By Catholic Online (NEWS CONSORTIUM)
April 25th, 2013
Catholic Online (www.catholic.org)

Health care reform or "ObamaCare" is a cornerstone of President Barack Obama's White House. The measure intends to make health care affordable for all, making a level playing field of the nation's health care system. However -- Congressional leaders in both parties over the past several months have engaged in high-level, confidential talks about exempting lawmakers and Capitol Hill aides from the insurance exchanges they are mandated to join as part of the plan.

LOS ANGELES, CA (Catholic Online) The talks over exemptions involve Senate Majority Leader Harry Reid (D-Nev.) and House Speaker John Boehner (R-Ohio), along with other top lawmakers. The talks are being kept close to the vest, as lawmakers are deeply aware of the potential political fallout.

Potential exemptions would give carve-outs from ObamaCare to 535 lawmakers and thousands of their aides. "Everyone has to hold hands on this and jump or nothing is going to get done," an anonymous source says.

If Capitol Hill leaders move forward with the plan, they will certainly be denounced as hypocrites by the American public. By removing themselves from a key ObamaCare component, lawmakers and aides would be held to a different standard than the people who put them in office.

The traditional boosters of ObamaCare, democrats would be sure to suffer the most.

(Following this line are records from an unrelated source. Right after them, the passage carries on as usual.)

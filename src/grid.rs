//! The toroidal cell grid and its neighbor counting.
//!
//! A [`Grid`] is a fixed `rows x cols` field of [`Cell`]s whose edges wrap
//! around. Neighbors are the eight cells one or two steps away along a single
//! axis (an extended von Neumann neighborhood); diagonals are not counted.

use std::collections::HashMap;
use std::io::Write;

use log::{debug, trace};
use rand::Rng;

use crate::cell::Cell;
use crate::error::GridError;

/// Largest accepted number of rows or columns.
pub const MAX_SIZE: usize = 100;

/// Neighbor count reported for a wall cell, whatever surrounds it.
pub const WALL_NEIGHBOR_COUNT: u8 = 2;

/// Default probability of a live cell used by [`Grid::reset_default`].
pub const DEFAULT_LIVE_PROBABILITY: f64 = 0.5;
/// Default probability of a wall cell used by [`Grid::reset_default`].
pub const DEFAULT_WALL_PROBABILITY: f64 = 0.1;

/// `(row, col)` offsets of the extended von Neumann neighborhood.
pub const NEIGHBOR_OFFSETS: [(isize, isize); 8] = [
    (0, 1),
    (0, 2),
    (0, -1),
    (0, -2),
    (1, 0),
    (2, 0),
    (-1, 0),
    (-2, 0),
];

/// Wraps a possibly out-of-bounds index back onto `0..bound`.
///
/// For the offsets in [`NEIGHBOR_OFFSETS`] and any `bound >= 2` this is the
/// same as subtracting `bound` once on overflow and adding it once on
/// underflow. Panics if `bound` is zero.
pub fn wrap(index: isize, bound: usize) -> usize {
    index.rem_euclid(bound as isize) as usize
}

/// Display symbol for each cell state, used by [`Grid::render`].
#[derive(Debug, Clone, PartialEq, Eq)]
pub struct SymbolMap {
    symbols: HashMap<Cell, String>,
}

impl SymbolMap {
    /// A map with no symbols at all.
    pub fn empty() -> Self {
        Self {
            symbols: HashMap::new(),
        }
    }

    /// Sets the symbol shown for `cell`.
    pub fn with(mut self, cell: Cell, symbol: impl Into<String>) -> Self {
        self.symbols.insert(cell, symbol.into());
        self
    }

    /// Removes the symbol for `cell`.
    pub fn without(mut self, cell: Cell) -> Self {
        self.symbols.remove(&cell);
        self
    }

    pub fn get(&self, cell: Cell) -> Option<&str> {
        self.symbols.get(&cell).map(String::as_str)
    }
}

impl Default for SymbolMap {
    /// Wall `X`, empty `0`, alive `1`.
    fn default() -> Self {
        Self::empty()
            .with(Cell::Wall, "X")
            .with(Cell::Empty, "0")
            .with(Cell::Alive, "1")
    }
}

impl<S: Into<String>> FromIterator<(Cell, S)> for SymbolMap {
    fn from_iter<I: IntoIterator<Item = (Cell, S)>>(iter: I) -> Self {
        Self {
            symbols: iter.into_iter().map(|(c, s)| (c, s.into())).collect(),
        }
    }
}

/// Number of cells in each state.
#[derive(Debug, Clone, Copy, PartialEq, Eq, Default)]
pub struct CellCounts {
    pub alive: usize,
    pub empty: usize,
    pub walls: usize,
}

/// A fixed-size toroidal field of tri-state cells.
#[derive(Debug, Clone, PartialEq, Eq)]
pub struct Grid {
    /// Row-major cell storage, `rows` vectors of `cols` cells each
    cells: Vec<Vec<Cell>>,
    rows: usize,
    cols: usize,
}
//! Toroidal tri-state cellular automaton grid.
//!
//! Cells are empty, alive, or walls. The [`Grid`] wraps at its edges and
//! counts live neighbors over an extended von Neumann neighborhood: the two
//! nearest cells in each cardinal direction. It provides the substrate a
//! life rule consumes; it doesn't advance generations itself.
//!
//! # Example
//!
//! ```rust
//! use rand::{rngs::StdRng, SeedableRng};
//! use toroid_life::{Cell, Grid, SymbolMap};
//!
//! let mut grid = Grid::new(10, 10)?;
//! grid.reset(&mut StdRng::seed_from_u64(1), 0.5, 0.1);
//! grid.set(0, 0, Cell::Alive)?.set(0, 1, Cell::Empty)?;
//!
//! let counts = grid.neighbor_count_map();
//! assert_eq!(counts[0][0], grid.neighbor_count(0, 0)?);
//!
//! for line in grid.render(&SymbolMap::default(), " ")? {
//!     println!("{}", line);
//! }
//! # Ok::<(), toroid_life::GridError>(())
//! ```

pub mod cell;
pub mod config;
pub mod error;
pub mod grid;

pub use cell::{Cell, MAX_CELL_VALUE, MIN_CELL_VALUE};
pub use config::{ConfigError, ViewerConfig};
pub use error::GridError;
pub use grid::{wrap, CellCounts, Grid, SymbolMap, MAX_SIZE, NEIGHBOR_OFFSETS};
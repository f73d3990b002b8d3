//! A process-wide table of 64-bit constants keyed by `(run position, run
//! length)`, used to fingerprint clues for the line cache.
//!
//! Seeded deterministically (not from entropy) so that two runs over the
//! same input produce identical cache behavior and identical node counts —
//! required by the determinism property every engine build is tested
//! against.

use once_cell::sync::OnceCell;
use rand::{RngCore, SeedableRng};
use rand::rngs::StdRng;

use crate::board::MAX_N;

/// Fixed seed: the table must be reproducible across runs and machines.
const ZOBRIST_SEED: u64 = 0x4E4F_4E4F_4752_414D;

/// Longest run length (plus the empty case) the table has constants for.
const MAX_RUN_LEN: usize = MAX_N + 1;

#[derive(Debug)]
pub struct ZobristTable {
    keys: Vec<Vec<u64>>,
}

impl ZobristTable {
    fn generate() -> Self {
        let mut rng = StdRng::seed_from_u64(ZOBRIST_SEED);
        let keys = (0..MAX_N)
            .map(|_| {
                (0..MAX_RUN_LEN)
                    .map(|_| non_zero(&mut rng))
                    .collect()
            })
            .collect();
        ZobristTable { keys }
    }

    /// The constant for a run of length `len` at position `pos` (0-indexed
    /// among the clue's runs).
    #[inline]
    pub fn key(&self, pos: usize, len: usize) -> u64 {
        let pos = pos.min(MAX_N - 1);
        let len = len.min(MAX_RUN_LEN - 1);
        self.keys[pos][len]
    }
}

fn non_zero(rng: &mut StdRng) -> u64 {
    loop {
        let v = rng.next_u64();
        if v != 0 {
            return v;
        }
    }
}

static TABLE: OnceCell<ZobristTable> = OnceCell::new();

/// Returns the process-wide Zobrist table, initializing it on first use.
pub fn table() -> &'static ZobristTable {
    TABLE.get_or_init(ZobristTable::generate)
}

/// Fingerprints a clue's run lengths by XOR-ing the table entry for each
/// `(position, length)` pair.
pub fn hash_runs(numbers: &[usize]) -> u64 {
    let t = table();
    numbers
        .iter()
        .enumerate()
        .fold(0u64, |acc, (pos, &len)| acc ^ t.key(pos, len))
}
//! Batch driver for solving many puzzles under a shared time budget.
//!
//! Mirrors the original's `scheduled_solver`: run every open puzzle through
//! a cheap ("light") node-limit tier, re-rank whatever's left by how close
//! it got, then spend a bigger ("heavy") budget on the puzzles closest to
//! done first, repeating the heavy tier until a full round makes no more
//! progress.

use std::path::{Path, PathBuf};
use std::time::Instant;

use crate::board::Board;
use crate::clue::Puzzle;
use crate::config::{HEAVY_NODE_LIMIT, LIGHT_NODE_LIMIT};
use crate::engine::Engine;
use crate::error::CheckpointError;
use crate::render::render_taai;
use crate::solver::resumable::solve_resumable;
use crate::status::Status;

struct QuestionStatus {
    id: usize,
    /// `Solved` or `Conflict`: nothing further to gain from retrying.
    done: bool,
    determined: u32,
    board: Option<Board>,
}

fn checkpoint_path(dir: &Path, id: usize) -> PathBuf {
    dir.join(format!("{}.dat", id + 1))
}

/// Runs one node-limit tier over every open (`!done`) puzzle in
/// `questions`' current order, updating each in place.
fn run_tier(
    questions: &mut [QuestionStatus],
    puzzles: &[Puzzle],
    engines: &mut [Engine],
    checkpoint_dir: &Path,
    node_limit: i64,
) -> Result<(), CheckpointError> {
    for q in questions.iter_mut() {
        if q.done {
            continue;
        }
        let start = Instant::now();
        let path = checkpoint_path(checkpoint_dir, q.id);
        let (status, board) =
            solve_resumable(&path, &puzzles[q.id], &mut engines[q.id], node_limit)?;
        let elapsed = start.elapsed();

        q.determined = board.determined();
        match status {
            Status::Solved => {
                info!("#{} solved!!!", q.id + 1);
                q.done = true;
                q.board = Some(board);
            }
            Status::Conflict => {
                warn!("#{} has no solution", q.id + 1);
                q.done = true;
            }
            other => debug!("#{}\t{:.3?}\t{:?}", q.id + 1, elapsed, other),
        }
    }
    Ok(())
}

/// Solves every puzzle in `puzzles`, checkpointing under `checkpoint_dir`.
/// Returns one board per puzzle: `Some` if solved, `None` otherwise (the
/// caller renders those as an all-white placeholder via [`write_result`],
/// matching the original's fallback).
pub fn run_batch(
    puzzles: &[Puzzle],
    checkpoint_dir: &Path,
) -> Result<Vec<Option<Board>>, CheckpointError> {
    let mut engines: Vec<Engine> = puzzles.iter().map(|p| Engine::new(p.n())).collect();
    let mut questions: Vec<QuestionStatus> = (0..puzzles.len())
        .map(|id| QuestionStatus {
            id,
            done: false,
            determined: 0,
            board: None,
        })
        .collect();

    run_tier(&mut questions, puzzles, &mut engines, checkpoint_dir, LIGHT_NODE_LIMIT)?;
    info!(
        "solved: {}, limited: {}",
        questions.iter().filter(|q| q.board.is_some()).count(),
        LIGHT_NODE_LIMIT
    );

    // Spend the larger budget on whatever's closest to done first, since a
    // puzzle that's nearly forced is more likely to pay off than one still
    // wide open.
    questions.sort_by(|a, b| b.determined.cmp(&a.determined));

    loop {
        let before = questions.iter().filter(|q| q.done).count();
        if before == questions.len() {
            break;
        }
        run_tier(&mut questions, puzzles, &mut engines, checkpoint_dir, HEAVY_NODE_LIMIT)?;
        let after = questions.iter().filter(|q| q.done).count();
        info!(
            "solved: {}, limited: {}",
            questions.iter().filter(|q| q.board.is_some()).count(),
            HEAVY_NODE_LIMIT
        );
        if after == before {
            break;
        }
    }

    let mut boards: Vec<Option<Board>> = vec![None; puzzles.len()];
    for q in questions {
        boards[q.id] = q.board;
    }
    Ok(boards)
}

/// Assembles the final solution text: one `$<id>` header plus a TAAI board
/// per puzzle, substituting an all-white `n x n` board for any puzzle that
/// never solved.
pub fn write_result(boards: &[Option<Board>], n: usize) -> String {
    let mut out = String::new();
    for (idx, board) in boards.iter().enumerate() {
        out.push_str(&format!("${}\n", idx + 1));
        match board {
            Some(b) => out.push_str(&render_taai(b)),
            None => out.push_str(&render_taai(&Board::all_white(n))),
        }
    }
    out
}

Republicans would undoubtedly attempt to shred them over any attempt to escape coverage by it, unless Boehner and Senate Minority Leader Mitch McConnell (R-Ky.) give Democrats cover by backing it.

The chief problem under ObamaCare is that members and aides set to enter the exchanges would have their health insurance premiums subsidized by their employer, i.e., the federal government.

If not, aides and lawmakers in both parties fear that staffers - especially low-paid junior aides - could be hit with thousands of dollars in new health care costs, prompting them to find employment elsewhere. In addition, older senior staffers could also retire or jump to the private sector rather than face a big financial penalty.

Long-term lawmakers are also concerned about the hit to their own wallets.

House Minority Whip Steny Hoyer (D-Md.) is worried about the provision. The No. 2 House Democrat has personally raised the issue with Boehner and other party leaders, sources said.

"Mr. Hoyer is looking at this policy, like all other policies in the Affordable Care Act, to ensure they're being implemented in a way that's workable for everyone, including members and staff," said Katie Grant, Hoyer's communications director.

Among the proposals tendered is exempting lawmakers and aides; another proposal exempts aides alone.